Es ist ja noch mal gut gegangen. Der totale Absturz blieb mir erspart. Manchmal tut mir das ganze Geld leid, das über den Tresen gegangen ist, aber es war wenigstens nicht langweilig.

Uschi und ich waren bei der Diskussion vor dem Konzert in Düsseldorf. Gerade auch Uschi, die Mitte der Achtziger mit „Sie trägt rote Pyjamas“ eine der wenigen Frauen war, die ein Fanzine machten, freute sich sehr über die kämpferischen Aussagen von euch vier über die damalige Punk-Szene. Wir verstanden euch so, dass ihr sehr selbstbewusst wart und euch von den Kerlen nichts habt sagen lassen. Und es wirkte fast wie ein Widerspruch zur heutigen Darstellung mancher Aktivist:innen, die in der gegenwärtigen Punk-Szene einen einzigen Hort von Sexismus und Machismus sehen. Was Uschi und ich für die Vergangenheit und Gegenwart anders sehen. Also, wie war das, wie ist das, wie siehst du das?

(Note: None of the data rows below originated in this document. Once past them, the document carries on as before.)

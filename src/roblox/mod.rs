//! Roblox web API clients used to build the weekly snapshot.
//!
//! This module contains submodules for the public platform endpoints the
//! pipeline consumes. Each client takes a shared [`reqwest::Client`], returns
//! typed data where the upstream shape is stable, and falls back to
//! `serde_json::Value` plus shape probing where it is not.
//!
//! # Endpoints
//!
//! | Concern | Module | Endpoint | Notes |
//! |---------|--------|----------|-------|
//! | Sort discovery | [`explore`] | `apis.roblox.com/explore-api/v1/get-sorts` | Session-scoped |
//! | Sort content | [`explore`] | `apis.roblox.com/explore-api/v1/get-sort-content` | Loosely-typed payload |
//! | Game details | [`games`] | `games.roblox.com/v1/games` | Batched, ≤25 ids per call |
//! | Vote counts | [`games`] | `games.roblox.com/v1/games/votes` | Batched, ≤25 ids per call |
//! | Favorites count | [`games`] | `games.roblox.com/v1/games/{id}/favorites/count` | Per id |
//! | Game icons | [`thumbnails`] | `thumbnails.roblox.com/v1/games/icons` | Fixed size/format |
//!
//! # Common patterns
//!
//! - Non-2xx responses and malformed JSON surface as errors; callers decide
//!   whether that aborts the run (details, votes) or degrades a single field
//!   (favorites).
//! - The explore content payload has shipped its item array under several
//!   differently-named fields over time; [`explore::probe_items`] tries the
//!   known shapes in priority order and returns the first non-empty match.

pub mod explore;
pub mod games;
pub mod thumbnails;

/// Maximum number of universe ids a single batched call may carry.
pub const MAX_IDS_PER_CALL: usize = 25;
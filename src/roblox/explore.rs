//! Explore API client: sort discovery and sort content listings.
//!
//! The explore API is the loosest surface the pipeline touches. Sort objects
//! and content payloads are parsed as raw [`serde_json::Value`]s and read
//! through small probing helpers, because the platform has renamed these
//! fields more than once. The probes are ordered; the first matching shape
//! wins.

use reqwest::Client;
use serde_json::Value;
use tracing::{debug, info, instrument};

use crate::models::Candidate;
use crate::utils::BoxError;

const GET_SORTS_URL: &str = "https://apis.roblox.com/explore-api/v1/get-sorts";
const GET_SORT_CONTENT_URL: &str = "https://apis.roblox.com/explore-api/v1/get-sort-content";

/// Field names under which a content payload may carry its item array,
/// in probe order.
const ITEM_SHAPES: [&str; 4] = ["games", "items", "data", "entries"];

/// Fetch the list of ranking sorts for a session.
///
/// Returns the raw sort objects; use [`sort_name`] and [`sort_id`] to read
/// them.
#[instrument(level = "info", skip(client))]
pub async fn fetch_sorts(client: &Client, session_id: &str) -> Result<Vec<Value>, BoxError> {
    let payload: Value = client
        .get(GET_SORTS_URL)
        .query(&[("sessionId", session_id)])
        .send()
        .await?
        .error_for_status()?
        .json()
        .await?;

    let sorts = payload
        .get("sorts")
        .and_then(Value::as_array)
        .cloned()
        .unwrap_or_default();

    info!(count = sorts.len(), "Fetched explore sorts");
    Ok(sorts)
}

/// Fetch the content listing for a single sort.
#[instrument(level = "info", skip(client), fields(%sort_id))]
pub async fn fetch_sort_content(
    client: &Client,
    session_id: &str,
    sort_id: &str,
) -> Result<Value, BoxError> {
    let payload: Value = client
        .get(GET_SORT_CONTENT_URL)
        .query(&[("sessionId", session_id), ("sortId", sort_id)])
        .send()
        .await?
        .error_for_status()?
        .json()
        .await?;
    Ok(payload)
}

/// Read a sort object's display name, probing the known field spellings.
pub fn sort_name(sort: &Value) -> Option<&str> {
    ["sortDisplayName", "topic", "name"]
        .iter()
        .find_map(|key| sort.get(key).and_then(Value::as_str))
}

/// Read a sort object's identifier, probing the known field spellings.
///
/// Ids have shipped both as strings and as numbers; either is normalized to
/// a string.
pub fn sort_id(sort: &Value) -> Option<String> {
    ["sortId", "topicId", "id"].iter().find_map(|key| {
        let v = sort.get(key)?;
        match v {
            Value::String(s) if !s.is_empty() => Some(s.clone()),
            Value::Number(n) => Some(n.to_string()),
            _ => None,
        }
    })
}

/// Probe a content payload for its item array.
///
/// Tries the known shapes in priority order and returns the matched field
/// name plus the items of the first non-empty array. A payload whose
/// `contentType` is `"Filters"` carries filter chips rather than games and
/// never matches.
pub fn probe_items(payload: &Value) -> Option<(&'static str, Vec<Value>)> {
    if let Some(kind) = payload.get("contentType").and_then(Value::as_str) {
        if kind.eq_ignore_ascii_case("filters") {
            return None;
        }
    }

    for shape in ITEM_SHAPES {
        if let Some(items) = payload.get(shape).and_then(Value::as_array) {
            if !items.is_empty() {
                debug!(shape, count = items.len(), "Matched content item shape");
                return Some((shape, items.clone()));
            }
        }
    }
    None
}

/// Turn raw listing items into uniform candidates.
///
/// Items without a resolvable universe id are dropped. Listing-side metrics
/// are carried along so enrichment can fall back on them.
pub fn extract_candidates(items: &[Value]) -> Vec<Candidate> {
    items
        .iter()
        .filter_map(|item| {
            let universe_id = item_universe_id(item)?;
            Some(Candidate {
                universeId: universe_id,
                exploreName: item_str(item, &["name", "title", "displayName"]),
                explorePlaying: item_count(item, &["playerCount", "playing"]),
                exploreVisits: item_count(item, &["totalVisits", "visitCount", "visits"]),
            })
        })
        .collect()
}

fn item_universe_id(item: &Value) -> Option<i64> {
    ["universeId", "id"].iter().find_map(|key| {
        let v = item.get(key)?;
        v.as_i64()
            .or_else(|| v.as_str().and_then(|s| s.parse().ok()))
    })
}

fn item_str(item: &Value, keys: &[&str]) -> Option<String> {
    keys.iter()
        .find_map(|key| item.get(key).and_then(Value::as_str))
        .map(str::to_string)
}

fn item_count(item: &Value, keys: &[&str]) -> Option<i64> {
    keys.iter().find_map(|key| item.get(key).and_then(Value::as_i64))
}
//! Command-line interface definitions for the weekly top-5 service.
//!
//! This module defines the CLI arguments and options using the `clap` crate.
//! Secrets and endpoint configuration can be provided via environment
//! variables instead of flags.

use clap::Parser;

/// Command-line arguments for the weekly top-5 service.
///
/// # Examples
///
/// ```sh
/// # Basic usage with defaults
/// roblox_top5_news --snapshots-dir ./snapshots
///
/// # Self-hosted OpenAI-compatible endpoint
/// AI_BASE_URL=http://localhost:8000/v1 AI_MODEL=qwen2.5 roblox_top5_news -s ./snapshots
/// ```
#[derive(Parser, Debug)]
#[command(author, version, about)]
pub struct Cli {
    /// Directory for dated snapshot files and latest.json
    #[arg(short, long, default_value = "./snapshots")]
    pub snapshots_dir: String,

    /// Address to bind the API server
    #[arg(short, long, default_value = "0.0.0.0:8080")]
    pub bind: String,

    /// Base URL of the OpenAI-compatible chat-completions endpoint
    #[arg(long, env = "AI_BASE_URL", default_value = "https://api.openai.com/v1")]
    pub ai_base_url: String,

    /// API key for the generation endpoint (optional for self-hosted endpoints)
    #[arg(long, env = "AI_API_KEY")]
    pub ai_api_key: Option<String>,

    /// Model name for article generation
    #[arg(long, env = "AI_MODEL", default_value = "gpt-4o-mini")]
    pub ai_model: String,

    /// Worker-pool size for per-game favorites lookups
    #[arg(long, default_value_t = 4)]
    pub fav_concurrency: usize,

    /// Skip the eager snapshot refresh at startup
    #[arg(long, default_value_t = false)]
    pub skip_initial_refresh: bool,
}

#[cfg(test)]
mod tests {
    use super::*;

    #[test]
    fn test_cli_defaults() {
        let cli = Cli::parse_from(["roblox_top5_news"]);
        assert_eq!(cli.snapshots_dir, "./snapshots");
        assert_eq!(cli.bind, "0.0.0.0:8080");
        assert_eq!(cli.fav_concurrency, 4);
        assert!(!cli.skip_initial_refresh);
    }

    #[test]
    fn test_cli_short_flags() {
        let cli = Cli::parse_from(["roblox_top5_news", "-s", "/tmp/snaps", "-b", "127.0.0.1:3000"]);
        assert_eq!(cli.snapshots_dir, "/tmp/snaps");
        assert_eq!(cli.bind, "127.0.0.1:3000");
    }

    #[test]
    fn test_cli_fav_concurrency_flag() {
        let cli = Cli::parse_from(["roblox_top5_news", "--fav-concurrency", "8"]);
        assert_eq!(cli.fav_concurrency, 8);
    }
}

Wir hatten Anfang der 1980er Jahre den Rückenwind der Frauenbewegung und dachten, nun wird alles anders. Eigentlich ist die Veränderung schon da, einfach, weil wir es machen – Instrumente spielen, die Backline schleppen, Erwartungen nicht mehr erfüllen, laut sein. Wir dachten, wir wären viele und würden immer mehr werden. War aber nicht so. Es hat sich gar nicht viel bewegt. Das Line-up von Festivals ist immer noch männerlastig. Bands wie etwa DIE TOTEN HOSEN nehmen als Support lieber ihre Kumpels FEINE SAHNE FISCHFILET mit, als Bands mit FLINTA*-Beteiligung zu unterstützen. Als Frau habe ich keine Lust mehr, mir bei Konzerten die Weltsicht von zehn Männern reinzuziehen, und die einzige Frau, die auf der Bühne thematisiert wird, ist auch noch Monchis Mutter. Ich bin froh, dass jetzt eine neue Generation Feminismus neu definiert und nach vorne bringt, Missstände thematisiert und Forderungen stellt, zum Beispiel dass große Männer bei einem Konzert bitte nach hinten gehen, Männer ihr Shirt anbehalten, etc. Wir möchten doch, dass FLINTA*s zu Konzerten kommen und sich dort wohl fühlen. Das erreichen wir auch, indem sich alle rücksichtsvoller verhalten, und besonders dadurch, dass FLINTA*s auf der Bühne stehen.